Лучиано, правда, почувствовал себя ангажированным, а потому, прислуживая за столом, не только в мгновение ока убирал опустевшие тарелки, но при этом использовал возможность склониться к уху Генриха:
— Будьте осторожны. Обратите внимание на столик у окна. Эта пожилая дама чуть ли не каждый вечер появляется здесь в обществе молодых людей. Вот и сейчас, — посмотрите, — юноша как минимум вдвое моложе. Но за все платит неизменно она. Однако и тут пытается кого-то обмануть: передает свое портмоне под столом молодому жиголо, и уже он расплачивается ее деньгами. Это меня они пытаются обмануть?! Здесь ее называют «жемчужная королева».
Генрих бросил взгляд из-под локтя Лучиано на столик у противоположной стены. Внимание привлекла дама далеко за пятьдесят, с короткой стрижкой и ухоженным лицом, тяжелым носом и тонкими холодными губами.
Пять ниток крупного жемчуга вокруг шеи призваны были несколько смягчить столь же жесткий, сколь и элегантный образ привлекающей к себе внимание дамы.
— Это Коко Шанель, абсолютная законодательница моды, создательница знаменитых духов «Шанель № 5», — прошептал на ухо Лучиано. — Обычно она к нам с бароном Гансом Гюнтером приезжает, а сегодня вот пожаловала с каким-то невзрачным юным созданием.
Генрих перевел взгляд на «невзрачное создание», увиденное настолько поразило, что он чуть не отказался от десерта. На фоне эффектной француженки могущественный и весьма успешный руководитель контрразведки Рейха, штандартенфюрер СС Вальтер Шелленберг в штатском платье выглядел не по чину жалким, почти тщедушным, и это, несмотря на изрядное количество фурнитуры, подложенной под плечи и прочие элементы конструкции его пиджака. Генриху приходилось видеть его в униформе, и теперь нельзя было не признать, что оптически это были два разных человека.
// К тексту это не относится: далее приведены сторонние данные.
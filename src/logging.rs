use std::fs;
use std::path::{Path, PathBuf};

use anyhow::{Context, Result, anyhow};
use chrono::Local;
use tracing_subscriber::{EnvFilter, fmt, layer::SubscriberExt, util::SubscriberInitExt};

const LOG_LEVEL_ENV: &str = "TASKBOARD_LOG_LEVEL";
const LOG_FILE_PREFIX: &str = "taskboard-";

/// Installs a file-backed subscriber and returns the log file path.
///
/// The terminal belongs to the board while it runs, so nothing is written to
/// stdout or stderr.
pub fn init_logging() -> Result<PathBuf> {
    let log_dir = get_log_directory()?;
    fs::create_dir_all(&log_dir)
        .with_context(|| format!("failed to create log directory {}", log_dir.display()))?;

    let log_file_path = get_log_file_path(&log_dir);
    let file = fs::File::create(&log_file_path)
        .with_context(|| format!("failed to create log file {}", log_file_path.display()))?;
    let (non_blocking, guard) = tracing_appender::non_blocking(file);

    // Flushes on drop; the subscriber lives for the whole process.
    std::mem::forget(guard);

    let file_layer = fmt::layer()
        .with_writer(non_blocking)
        .with_ansi(false)
        .with_target(true)
        .with_file(true)
        .with_line_number(true);

    tracing_subscriber::registry()
        .with(build_log_filter())
        .with(file_layer)
        .try_init()
        .context("failed to install tracing subscriber")?;

    tracing::info!("Logging initialized. Log file: {}", log_file_path.display());

    Ok(log_file_path)
}

fn build_log_filter() -> EnvFilter {
    let level = std::env::var(LOG_LEVEL_ENV)
        .ok()
        .and_then(|raw| normalize_log_level(&raw))
        .unwrap_or("warn");
    EnvFilter::new(format!("{level},taskboard={level}"))
}

fn normalize_log_level(raw: &str) -> Option<&'static str> {
    match raw.trim().to_ascii_lowercase().as_str() {
        "trace" => Some("trace"),
        "debug" => Some("debug"),
        "info" => Some("info"),
        "warn" | "warning" => Some("warn"),
        "error" => Some("error"),
        _ => None,
    }
}

pub fn get_log_directory() -> Result<PathBuf> {
    let data_dir =
        dirs::data_local_dir().ok_or_else(|| anyhow!("failed to determine local data directory"))?;
    Ok(data_dir.join("taskboard").join("logs"))
}

pub fn get_log_file_path(log_dir: &Path) -> PathBuf {
    let timestamp = Local::now().format("%Y-%m-%d_%H-%M-%S");
    log_dir.join(format!("{LOG_FILE_PREFIX}{timestamp}.log"))
}

pub fn print_log_location(log_path: &Path) {
    eprintln!("taskboard log: {}", log_path.display());
}
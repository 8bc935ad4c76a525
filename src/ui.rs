use tuirealm::ratatui::{
    Frame,
    layout::{Alignment, Constraint, Direction, Layout, Rect},
    style::{Color, Modifier, Style},
    text::{Line, Span},
    widgets::{Block, BorderType, Borders, Clear, Paragraph},
};

use crate::app::{ActiveView, App};
use crate::board::Board;
use crate::form::{Form, FormState};
use crate::keybindings::{KeyAction, KeyContext, Keybindings};
use crate::store::TaskStore;
use crate::types::Stage;

const MIN_COLUMN_WIDTH: u16 = 16;
const CARD_HEIGHT: u16 = 2;
const CARD_STRIDE: u16 = CARD_HEIGHT + 1;

pub fn render<S: TaskStore>(frame: &mut Frame<'_>, app: &App<S>) {
    let chunks = Layout::default()
        .direction(Direction::Vertical)
        .constraints([
            Constraint::Length(1),
            Constraint::Min(0),
            Constraint::Length(1),
        ])
        .split(frame.area());

    render_header(frame, chunks[0], app.board());
    render_columns(frame, chunks[1], app.board(), app.keybindings());
    render_footer(frame, chunks[2], app);

    if app.active_view() == ActiveView::Form {
        render_form(frame, app.form());
    }
}

fn render_header(frame: &mut Frame<'_>, area: Rect, board: &Board) {
    let header = Block::default()
        .borders(Borders::TOP | Borders::LEFT | Borders::RIGHT)
        .title(" taskboard ")
        .title_alignment(Alignment::Left);
    let count = Block::default()
        .title(format!(" {} tasks ", board.task_count()))
        .title_alignment(Alignment::Right);

    frame.render_widget(header, area);
    frame.render_widget(count, area);
}

fn render_footer<S: TaskStore>(frame: &mut Frame<'_>, area: Rect, app: &App<S>) {
    let (text, style) = match app.notice() {
        Some(notice) => (notice.to_string(), Style::default().fg(Color::Red)),
        None => {
            let context = match app.active_view() {
                ActiveView::Board => KeyContext::Board,
                ActiveView::Form => KeyContext::Form,
            };
            let mut hints = app.keybindings().hints(context);
            if app.active_view() == ActiveView::Form {
                hints.extend(app.keybindings().hints(KeyContext::Global));
            }
            (hints.join("  "), Style::default().fg(Color::Gray))
        }
    };

    frame.render_widget(
        Paragraph::new(text)
            .style(style)
            .alignment(Alignment::Center),
        area,
    );
}

fn render_columns(frame: &mut Frame<'_>, area: Rect, board: &Board, keybindings: &Keybindings) {
    if !board.is_loaded() {
        render_placeholder(frame, area, " Loading ", &loading_message(keybindings));
        return;
    }

    let columns = Stage::ALL.len() as u16;
    if area.width < columns.saturating_mul(MIN_COLUMN_WIDTH) {
        let msg = format!(
            "Terminal too narrow for {} columns. Increase width to at least {} cells.",
            columns,
            columns.saturating_mul(MIN_COLUMN_WIDTH)
        );
        render_placeholder(frame, area, " Resize Needed ", &msg);
        return;
    }

    let column_chunks = Layout::default()
        .direction(Direction::Horizontal)
        .constraints(Stage::ALL.map(|_| Constraint::Ratio(1, u32::from(columns))))
        .split(area);

    for (stage, chunk) in Stage::ALL.into_iter().zip(column_chunks.iter()) {
        render_column(frame, *chunk, board, stage);
    }
}

fn render_column(frame: &mut Frame<'_>, area: Rect, board: &Board, stage: Stage) {
    let column = board.column(stage);
    let is_focused = board.focused() == stage;
    let block = Block::default()
        .borders(Borders::ALL)
        .border_type(if is_focused {
            BorderType::Double
        } else {
            BorderType::Plain
        })
        .border_style(if is_focused {
            Style::default().fg(Color::Cyan)
        } else {
            Style::default()
        })
        .title(format!(" {} ({}) ", stage.label(), column.len()))
        .title_alignment(Alignment::Center);

    let inner = block.inner(area);
    frame.render_widget(block, area);

    if column.is_empty() {
        frame.render_widget(
            Paragraph::new("No tasks")
                .alignment(Alignment::Center)
                .style(Style::default().fg(Color::DarkGray)),
            inner,
        );
        return;
    }

    let selected = board.selected_index(stage);
    let visible = usize::from((inner.height / CARD_STRIDE).max(1));
    let scroll_offset = scroll_offset(selected.unwrap_or(0), visible);

    let mut y_offset = 0;
    for task in column.iter().skip(scroll_offset) {
        if y_offset + CARD_HEIGHT > inner.height {
            break;
        }

        let is_selected = is_focused && selected == Some(task.position);
        let prefix = if is_selected { "▸ " } else { "  " };
        let bg_color = if is_selected {
            Color::DarkGray
        } else {
            Color::Reset
        };

        let title = Line::from(vec![
            Span::styled(prefix, Style::default().fg(Color::Yellow)),
            Span::styled(
                task.title.as_str(),
                Style::default().add_modifier(Modifier::BOLD),
            ),
        ]);
        let description = Line::from(vec![
            Span::raw("  "),
            Span::styled(
                task.description.as_str(),
                Style::default().fg(Color::Gray),
            ),
        ]);

        let card_area = Rect {
            x: inner.x,
            y: inner.y + y_offset,
            width: inner.width,
            height: CARD_HEIGHT,
        };
        frame.render_widget(
            Paragraph::new(vec![title, description]).style(Style::default().bg(bg_color)),
            card_area,
        );

        y_offset += CARD_STRIDE;
    }
}

fn loading_message(keybindings: &Keybindings) -> String {
    match keybindings.display_for(KeyContext::Board, KeyAction::Reload) {
        Some(keys) if !keys.is_empty() => format!("Loading tasks…\nPress {keys} to retry."),
        _ => "Loading tasks…".to_string(),
    }
}

/// First visible card so that `selected` stays on screen.
fn scroll_offset(selected: usize, visible: usize) -> usize {
    selected.saturating_sub(visible.saturating_sub(1))
}

fn render_placeholder(frame: &mut Frame<'_>, area: Rect, title: &str, text: &str) {
    let block = Block::default()
        .borders(Borders::ALL)
        .border_type(BorderType::Rounded)
        .title(title)
        .title_alignment(Alignment::Center);
    let inner = block.inner(area);
    frame.render_widget(block, area);
    frame.render_widget(Paragraph::new(text).alignment(Alignment::Center), inner);
}

fn render_form(frame: &mut Frame<'_>, form: &Form) {
    let area = centered_rect(60, 40, frame.area());
    frame.render_widget(Clear, area);

    let block = Block::default()
        .borders(Borders::ALL)
        .border_type(BorderType::Double)
        .title(format!(" {} · {} ", form.heading(), form.stage().label()))
        .title_alignment(Alignment::Center);
    let inner = block.inner(area);
    frame.render_widget(block, area);

    let rows = Layout::default()
        .direction(Direction::Vertical)
        .constraints([
            Constraint::Length(3),
            Constraint::Length(3),
            Constraint::Min(0),
        ])
        .split(inner);

    render_input_field(
        frame,
        rows[0],
        " Title ",
        form.title(),
        form.state() == FormState::TitleActive,
    );
    render_input_field(
        frame,
        rows[1],
        " Description ",
        form.description(),
        form.state() == FormState::DescriptionActive,
    );
}

fn render_input_field(
    frame: &mut Frame<'_>,
    area: Rect,
    label: &str,
    value: &str,
    is_focused: bool,
) {
    let block = Block::default()
        .borders(Borders::ALL)
        .title(label)
        .style(if is_focused {
            Style::default().fg(Color::Yellow)
        } else {
            Style::default()
        });
    let text = if is_focused {
        format!("{value}▏")
    } else {
        value.to_string()
    };
    frame.render_widget(Paragraph::new(text).block(block), area);
}

fn centered_rect(percent_x: u16, percent_y: u16, r: Rect) -> Rect {
    let popup_layout = Layout::default()
        .direction(Direction::Vertical)
        .constraints([
            Constraint::Percentage((100 - percent_y) / 2),
            Constraint::Percentage(percent_y),
            Constraint::Percentage((100 - percent_y) / 2),
        ])
        .split(r);

    Layout::default()
        .direction(Direction::Horizontal)
        .constraints([
            Constraint::Percentage((100 - percent_x) / 2),
            Constraint::Percentage(percent_x),
            Constraint::Percentage((100 - percent_x) / 2),
        ])
        .split(popup_layout[1])[1]
}

#[cfg(test)]
mod tests {
    use anyhow::Result;
    use crossterm::event::{KeyCode, KeyEvent, KeyModifiers};
    use tuirealm::ratatui::{Terminal, backend::TestBackend};

    use super::*;
    use crate::app::Message;
    use crate::db::Database;
    use crate::settings::KeybindingsConfig;

    fn draw(app: &App, width: u16, height: u16) -> Result<String> {
        let mut terminal = Terminal::new(TestBackend::new(width, height))?;
        terminal.draw(|frame| render(frame, app))?;
        Ok(terminal
            .backend()
            .buffer()
            .content()
            .iter()
            .map(|cell| cell.symbol())
            .collect())
    }

    #[test]
    fn test_scroll_offset_keeps_selection_visible() {
        assert_eq!(scroll_offset(0, 4), 0);
        assert_eq!(scroll_offset(3, 4), 0);
        assert_eq!(scroll_offset(4, 4), 1);
        assert_eq!(scroll_offset(9, 1), 9);
    }

    #[test]
    fn test_loading_message_follows_reload_binding() {
        assert_eq!(
            loading_message(&Keybindings::default()),
            "Loading tasks…\nPress r to retry."
        );

        let mut config = KeybindingsConfig::default();
        config
            .board
            .insert("reload".to_string(), vec!["F5".to_string()]);
        let message = loading_message(&Keybindings::from_config(&config));
        assert_eq!(message, "Loading tasks…\nPress F5 to retry.");
    }

    #[test]
    fn test_board_shows_column_headings_and_cards() -> Result<()> {
        let db = Database::open(":memory:")?;
        db.insert_task("Buy milk", "2%", Stage::Todo)?;
        let app = App::new(db, Keybindings::default());

        let screen = draw(&app, 90, 20)?;

        assert!(screen.contains("To Do (1)"));
        assert!(screen.contains("In Progress (0)"));
        assert!(screen.contains("Done (0)"));
        assert!(screen.contains("Buy milk"));
        Ok(())
    }

    #[test]
    fn test_form_overlay_is_drawn_when_active() -> Result<()> {
        let db = Database::open(":memory:")?;
        let mut app = App::new(db, Keybindings::default());
        app.update(Message::Key(KeyEvent::new(
            KeyCode::Char('n'),
            KeyModifiers::empty(),
        )))?;

        let screen = draw(&app, 90, 30)?;

        assert!(screen.contains("New Task"));
        assert!(screen.contains("Title"));
        assert!(screen.contains("Description"));
        Ok(())
    }

    #[test]
    fn test_narrow_terminal_asks_for_resize() -> Result<()> {
        let app = App::new(Database::open(":memory:")?, Keybindings::default());
        let screen = draw(&app, 30, 10)?;
        assert!(screen.contains("Resize"));
        Ok(())
    }
}
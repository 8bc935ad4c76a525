use std::collections::HashMap;
use std::fs;
use std::path::{Path, PathBuf};

use anyhow::anyhow;
use serde::{Deserialize, Serialize};
use tracing::warn;

const APP_DIR: &str = "taskboard";
const DEFAULT_DB_FILE: &str = "tasks.sqlite";

#[derive(Debug, Clone, PartialEq, Serialize, Deserialize, Default)]
#[serde(default)]
pub struct Settings {
    pub database_path: Option<PathBuf>,
    pub keybindings: KeybindingsConfig,
}

/// Per-context action overrides, keyed by action id.
#[derive(Debug, Clone, PartialEq, Serialize, Deserialize, Default)]
#[serde(default)]
pub struct KeybindingsConfig {
    pub global: HashMap<String, Vec<String>>,
    pub board: HashMap<String, Vec<String>>,
    pub form: HashMap<String, Vec<String>>,
}

impl Settings {
    pub fn config_path() -> Option<PathBuf> {
        let mut path = dirs::config_dir()?;
        path.push(APP_DIR);
        path.push("settings.toml");
        Some(path)
    }

    pub fn load() -> Self {
        let Some(path) = Self::config_path() else {
            return Self::default();
        };

        Self::load_from_path(&path)
    }

    pub fn load_from_path(path: &Path) -> Self {
        if !path.exists() {
            return Self::default();
        }

        match fs::read_to_string(path) {
            Ok(contents) => match toml::from_str::<Self>(&contents) {
                Ok(mut settings) => {
                    settings.validate();
                    settings
                }
                Err(error) => {
                    warn!(
                        "failed to parse settings config '{}': {}",
                        path.display(),
                        error
                    );
                    Self::default()
                }
            },
            Err(error) => {
                warn!(
                    "failed to read settings config '{}': {}",
                    path.display(),
                    error
                );
                Self::default()
            }
        }
    }

    /// Database location: explicit override, then settings, then the data dir.
    pub fn resolve_database_path(&self, cli_override: Option<&Path>) -> anyhow::Result<PathBuf> {
        if let Some(path) = cli_override {
            return Ok(path.to_path_buf());
        }
        if let Some(path) = &self.database_path {
            return Ok(path.clone());
        }
        default_database_path()
    }

    fn validate(&mut self) {
        if self
            .database_path
            .as_ref()
            .is_some_and(|path| path.as_os_str().is_empty())
        {
            warn!("empty database_path in settings config; using the default location");
            self.database_path = None;
        }
    }
}

pub fn default_database_path() -> anyhow::Result<PathBuf> {
    let data_dir =
        dirs::data_local_dir().ok_or_else(|| anyhow!("unable to determine local data directory"))?;
    Ok(data_dir.join(APP_DIR).join(DEFAULT_DB_FILE))
}

#[cfg(test)]
mod tests {
    use super::*;
    use tempfile::TempDir;

    fn settings_file_path(temp_dir: &TempDir) -> PathBuf {
        temp_dir.path().join(APP_DIR).join("settings.toml")
    }

    fn write_settings(path: &Path, contents: &str) {
        fs::create_dir_all(path.parent().expect("settings path should have parent"))
            .expect("failed to create config dir");
        fs::write(path, contents).expect("failed to write settings");
    }

    #[test]
    fn test_load_missing_file() {
        let temp_dir = TempDir::new().expect("temp dir");
        let settings = Settings::load_from_path(&settings_file_path(&temp_dir));
        assert_eq!(settings, Settings::default());
    }

    #[test]
    fn test_load_malformed_toml() {
        let temp_dir = TempDir::new().expect("temp dir");
        let path = settings_file_path(&temp_dir);
        write_settings(&path, "database_path = [invalid");

        assert_eq!(Settings::load_from_path(&path), Settings::default());
    }

    #[test]
    fn test_load_partial_toml() {
        let temp_dir = TempDir::new().expect("temp dir");
        let path = settings_file_path(&temp_dir);
        write_settings(&path, "[keybindings.board]\ndelete_task = [\"x\"]\n");

        let settings = Settings::load_from_path(&path);
        assert_eq!(settings.database_path, None);
        assert_eq!(
            settings.keybindings.board.get("delete_task"),
            Some(&vec!["x".to_string()])
        );
        assert!(settings.keybindings.form.is_empty());
    }

    #[test]
    fn test_empty_database_path_is_dropped() {
        let temp_dir = TempDir::new().expect("temp dir");
        let path = settings_file_path(&temp_dir);
        write_settings(&path, "database_path = \"\"\n");

        assert_eq!(Settings::load_from_path(&path).database_path, None);
    }

    #[test]
    fn test_load_full_toml() {
        let temp_dir = TempDir::new().expect("temp dir");
        let path = settings_file_path(&temp_dir);
        write_settings(
            &path,
            "database_path = \"/var/lib/board.sqlite\"\n\n[keybindings.global]\nquit = [\"Ctrl+Q\"]\n",
        );

        let settings = Settings::load_from_path(&path);
        assert_eq!(
            settings.database_path,
            Some(PathBuf::from("/var/lib/board.sqlite"))
        );
        assert_eq!(
            settings.keybindings.global.get("quit"),
            Some(&vec!["Ctrl+Q".to_string()])
        );
    }

    #[test]
    fn test_database_path_precedence() {
        let settings = Settings {
            database_path: Some(PathBuf::from("from-settings.sqlite")),
            ..Settings::default()
        };

        let flag = PathBuf::from("from-flag.sqlite");
        assert_eq!(
            settings.resolve_database_path(Some(flag.as_path())).expect("path"),
            flag
        );
        assert_eq!(
            settings.resolve_database_path(None).expect("path"),
            PathBuf::from("from-settings.sqlite")
        );
    }
}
«А ведь Шелленберг — отнюдь не худший вариант, — продолжал рассуждать про себя Генрих, — снимите, к примеру, мундир и галифе с Геббельса, и вы испытаете слезливую жалость. Национал-партийцы уже сегодня должны на собственные деньги воздвигнуть памятник модельеру, который так искусно сумел преобразить их тела и души в глазах народа».
— Скажите, Лучиано, а нет ли возможности нам оказаться в курсе диалога «жемчужной королевы» и ее собеседника?